The cold fires of the Aurora Borealis shine above Bear Lake, Alaska - image by Senior Airman Joshua Strang of the U.S. Air Force - public domain.Killer-Kate and Luke Lackland has now hit pretty much my peak known speed for writing. I've just finished the long and - to me, at least - very beautiful and horrible chapter of the Cold Flames. It is probably becoming redundant by now to note that fierce, bitter, bloody awkward old Kate surpassed all my hazier prior imaginings of her. And as soon as I found how the whole chapter turned, it was so obvious that I half-believed I'd thought of it before, and then forgot it. I'm still not absolutely certain that didn't happen.

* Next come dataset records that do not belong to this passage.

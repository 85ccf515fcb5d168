//! Splash screen rendering module.

use ratatui::Frame;
use ratatui::layout::{Alignment, Constraint, Direction, Layout, Rect};
use ratatui::style::{Color, Modifier, Style};
use ratatui::text::{Line, Span};
use ratatui::widgets::{Block, Borders, Paragraph};

pub fn render_splash(f: &mut Frame) {
    let mut lines: Vec<Line> = vec![
        Span::styled(
            "P R E D U L I V E   L A B S",
            Style::default()
                .fg(Color::Cyan)
                .add_modifier(Modifier::BOLD),
        )
        .into(),
        Line::from(Span::raw(" ")),
        Span::styled(
            "Dashboard",
            Style::default()
                .fg(Color::White)
                .add_modifier(Modifier::BOLD),
        )
        .into(),
    ];

    // Add a spacer line
    lines.push(Line::from(Span::raw(" ")));

    // Add version line
    lines.push(
        Span::styled(
            format!("Version {}", env!("CARGO_PKG_VERSION")),
            Style::default()
                .fg(Color::LightBlue)
                .add_modifier(Modifier::ITALIC),
        )
        .into(),
    );

    // Determine the banner height
    let banner_height = (lines.len() + 2) as u16;

    // Vertically center using layout
    let vertical_chunks = Layout::default()
        .direction(Direction::Vertical)
        .constraints([
            Constraint::Min((f.area().height.saturating_sub(banner_height)) / 2),
            Constraint::Length(banner_height),
            Constraint::Min((f.area().height.saturating_sub(banner_height + 1)) / 2),
        ])
        .split(f.area());

    let centered_area: Rect = vertical_chunks[1];

    // Create the centered paragraph
    let banner = Paragraph::new(lines)
        .alignment(Alignment::Center)
        .block(Block::default().borders(Borders::NONE));

    f.render_widget(banner, centered_area);
}
//! Error handling for the dashboard API module

use thiserror::Error;

#[derive(Debug, Error)]
pub enum ApiError {
    /// Reqwest error, typically related to network issues or request failures.
    #[error("Reqwest error: {0}")]
    Reqwest(#[from] reqwest::Error),

    /// The server answered with a non-success HTTP status.
    #[error("HTTP error with status {status}: {message}")]
    Http { status: u16, message: String },

    /// Failed to decode the JSON body returned by the server.
    #[error("Decoding error: {0}")]
    Decode(#[from] serde_json::Error),
}

impl ApiError {
    pub async fn from_response(response: reqwest::Response) -> ApiError {
        let status = response.status().as_u16();
        let message = response
            .text()
            .await
            .unwrap_or_else(|_| "Failed to read response text".to_string());

        ApiError::Http { status, message }
    }
}
//! Dashboard header component
//!
//! Renders the brand, navigation links, and user profile chrome

use ratatui::Frame;
use ratatui::layout::{Alignment, Constraint, Direction, Layout, Rect};
use ratatui::prelude::{Color, Modifier, Style};
use ratatui::text::{Line, Span};
use ratatui::widgets::{Block, BorderType, Borders, Paragraph};

/// Render the fixed header row.
pub fn render_header(f: &mut Frame, area: Rect) {
    let header_block = Block::default()
        .borders(Borders::BOTTOM)
        .border_type(BorderType::Thick);
    let inner = header_block.inner(area);
    f.render_widget(header_block, area);

    let chunks = Layout::default()
        .direction(Direction::Horizontal)
        .constraints([
            Constraint::Length(20),
            Constraint::Fill(1),
            Constraint::Length(20),
        ])
        .split(inner);

    let brand = Paragraph::new("PREDULIVE LABS").style(
        Style::default()
            .fg(Color::Cyan)
            .add_modifier(Modifier::BOLD),
    );
    f.render_widget(brand, chunks[0]);

    let nav = Paragraph::new(Line::from(vec![
        Span::styled("Home", Style::default().fg(Color::White)),
        Span::styled("  |  ", Style::default().fg(Color::DarkGray)),
        Span::styled("About", Style::default().fg(Color::White)),
        Span::styled("  |  ", Style::default().fg(Color::DarkGray)),
        Span::styled("Contact", Style::default().fg(Color::White)),
    ]))
    .alignment(Alignment::Center);
    f.render_widget(nav, chunks[1]);

    let profile = Paragraph::new("John Doe")
        .alignment(Alignment::Right)
        .style(Style::default().fg(Color::LightBlue));
    f.render_widget(profile, chunks[2]);
}
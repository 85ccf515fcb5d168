//! Event System
//!
//! Types and implementations for fetch worker events shown in the activity log

use crate::logging::{LogLevel, should_log_with_env};
use chrono::Local;
use std::fmt::Display;

#[derive(Debug, Copy, Clone, Eq, PartialEq)]
pub enum Worker {
    /// Worker that fetches the dashboard payload from the API.
    DashboardFetcher,
}

#[derive(Debug, Copy, Clone, Eq, PartialEq, strum::Display)]
pub enum EventType {
    Success,
    Error,
    Refresh,
}

#[derive(Debug, Clone, Eq, PartialEq)]
pub struct Event {
    pub worker: Worker,
    pub msg: String,
    pub timestamp: String,
    pub event_type: EventType,
    pub log_level: LogLevel,
}

impl Event {
    fn new(worker: Worker, msg: String, event_type: EventType, log_level: LogLevel) -> Self {
        Self {
            worker,
            msg,
            timestamp: Local::now().format("%Y-%m-%d %H:%M:%S").to_string(),
            event_type,
            log_level,
        }
    }

    pub fn fetcher_with_level(msg: String, event_type: EventType, log_level: LogLevel) -> Self {
        Self::new(Worker::DashboardFetcher, msg, event_type, log_level)
    }

    pub fn should_display(&self) -> bool {
        // Always show success events and info level events
        if self.event_type == EventType::Success || self.log_level >= LogLevel::Info {
            return true;
        }
        should_log_with_env(self.log_level)
    }
}

impl Display for Event {
    fn fmt(&self, f: &mut std::fmt::Formatter<'_>) -> std::fmt::Result {
        write!(f, "{} [{}] {}", self.event_type, self.timestamp, self.msg)
    }
}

The other chapter of the 'Cold Flames and Hot Ashes' sequence is still to write, and I'll have to slow up a bit while I get it clear in my mind just how it plays out. I think I've got the lay of the land, though. It's just as well if the pace abates a little, as the woeful eating and drinking and sleeping habits that always attend these writing furies is beginning to fray me a bit around the edges. A couple of nights with only a few hundred words apiece, and I should be recovered enough to charge into the Wassail - the beating heart of the tale - by the weekend. If I get through that at the same rate, it'll be just this side of a miracle.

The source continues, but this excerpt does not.